Founder and CEO Jeff Bezos told investors to expect them. He ignored calls for quarterly profits and instead grew sales - exponentially.
The market’s reaction? Amazon shares are up more than 60-fold over the last 13 years.
So here’s a question for Mrs. Clinton, who feels we urgently need to increase the capital gains tax by 82.3% to end our mindless preoccupation with short-term profits...
Why would investors reward Amazon and Tesla for focusing on long-term corporate growth at the expense of quarterly earnings growth... but not other companies?
The short answer is they wouldn’t.
And higher taxes don’t just mean a lower net return on your capital. They reduce the capital stock available to invest in factories, distribution centers, buildings, equipment, technology and workers.
They dampen economic growth and decrease employment opportunities.
The higher tax rate also harms the mobility and efficient allocation of capital. Investors would sit and wait for a lower tax rate - or not invest at all.
Last week, I played golf with an old buddy who is a top money manager at BB&T. He pointed out that many of the bank’s clients - especially the elderly ones - resolutely refuse to diversify their portfolios or seek out better-performing investments.

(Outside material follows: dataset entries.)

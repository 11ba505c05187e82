use std::collections::BTreeMap;

use async_trait::async_trait;
use chrono::NaiveDate;

use vnmarket_market_data::{AssetCategory, HistoricalRecord};

use super::history_model::{DateCoverage, HistoryCategoryStats};
use crate::errors::Result;

/// Storage interface for immutable daily history.
///
/// # Invariants
///
/// - A stored record never changes. Re-inserting an identical record is a
///   no-op; a differing one is a `DataIntegrityConflict` and the stored row
///   wins.
/// - Marker rows (`ConfirmedAbsent`) are invisible to `get_records` and
///   `latest_record_within`. A real record may replace a marker.
#[async_trait]
pub trait HistoryStore: Send + Sync {
    /// Records in `[start, end]`, ascending by date. Markers excluded.
    async fn get_records(
        &self,
        symbol: &str,
        category: AssetCategory,
        start: NaiveDate,
        end: NaiveDate,
    ) -> Result<Vec<HistoricalRecord>>;

    /// Gap-filling upsert. Non-conflicting records are written even when
    /// others conflict; the call then returns `DataIntegrityConflict`.
    ///
    /// Returns the number of rows inserted (or markers replaced).
    async fn upsert_records(
        &self,
        symbol: &str,
        category: AssetCategory,
        records: &[HistoricalRecord],
    ) -> Result<usize>;

    /// Coverage of every date in `[start, end]`.
    async fn date_coverage(
        &self,
        symbol: &str,
        category: AssetCategory,
        start: NaiveDate,
        end: NaiveDate,
    ) -> Result<BTreeMap<NaiveDate, DateCoverage>>;

    /// Record that the provider has nothing for `dates`. Only dates without
    /// any row get a marker. Returns the number of markers written.
    async fn mark_absent(
        &self,
        symbol: &str,
        category: AssetCategory,
        dates: &[NaiveDate],
    ) -> Result<usize>;

    /// Most recent real record in `[lookback_start, end]`.
    async fn latest_record_within(
        &self,
        symbol: &str,
        category: AssetCategory,
        lookback_start: NaiveDate,
        end: NaiveDate,
    ) -> Result<Option<HistoricalRecord>>;

    async fn history_stats(&self) -> Result<Vec<HistoryCategoryStats>>;
}
#[async_trait]
impl UpstreamProvider for MockProvider {
    fn id(&self) -> &'static str {
        "MOCK"
    }

    fn max_history_span(&self, _category: AssetCategory) -> Option<u32> {
        *self.history_span.lock().unwrap()
    }

    fn publishes_on(&self, _category: AssetCategory, date: NaiveDate) -> bool {
        !*self.weekends_closed.lock().unwrap() || date.weekday().num_days_from_monday() < 5
    }

    async fn fetch_quote(
        &self,
        symbol: &str,
        _category: AssetCategory,
    ) -> std::result::Result<Option<QuoteSnapshot>, MarketDataError> {
        self.quote_calls.lock().unwrap().push(symbol.to_string());
        self.simulate().await?;
        Ok(self.quotes.lock().unwrap().get(symbol).cloned())
    }

    async fn fetch_history(
        &self,
        symbol: &str,
        _category: AssetCategory,
        start: NaiveDate,
        end: NaiveDate,
    ) -> std::result::Result<Vec<HistoricalRecord>, MarketDataError> {
        self.history_calls
            .lock()
            .unwrap()
            .push((symbol.to_string(), start, end));
        self.simulate().await?;
        let failing = self
            .failing_days
            .lock()
            .unwrap()
            .iter()
            .any(|d| *d >= start && *d <= end);
        if failing {
            return Err(MarketDataError::ProviderError {
                provider: "MOCK".into(),
                message: "HTTP 502 Bad Gateway".into(),
            });
        }
        Ok(self
            .history
            .lock()
            .unwrap()
            .get(symbol)
            .map(|records| {
                records
                    .iter()
                    .filter(|r| r.date >= start && r.date <= end)
                    .cloned()
                    .collect()
            })
            .unwrap_or_default())
    }

    async fn search_assets(&self, query: &str) -> std::result::Result<Vec<AssetSummary>, MarketDataError> {
        self.search_calls.lock().unwrap().push(query.to_string());
        self.simulate().await?;
        Ok(self
            .assets
            .lock()
            .unwrap()
            .iter()
            .filter(|a| a.matches(query))
            .cloned()
            .collect())
    }

    async fn list_assets(
        &self,
        category: AssetCategory,
    ) -> std::result::Result<Vec<AssetSummary>, MarketDataError> {
        self.list_calls.lock().unwrap().push(category);
        self.simulate().await?;
        Ok(self
            .assets
            .lock()
            .unwrap()
            .iter()
            .filter(|a| a.category == category)
            .cloned()
            .collect())
    }
}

Why? Because the punitive capital gains tax rate makes selling their long-term assets prohibitive.
As a result, they take on too much risk when they can least afford it. (Many have the majority of their liquid net worth tied up in one or two securities.) That means they also don’t provide much-needed capital to enterprises that may be more deserving.
That seems like a high price to pay to solve a problem that doesn’t exist.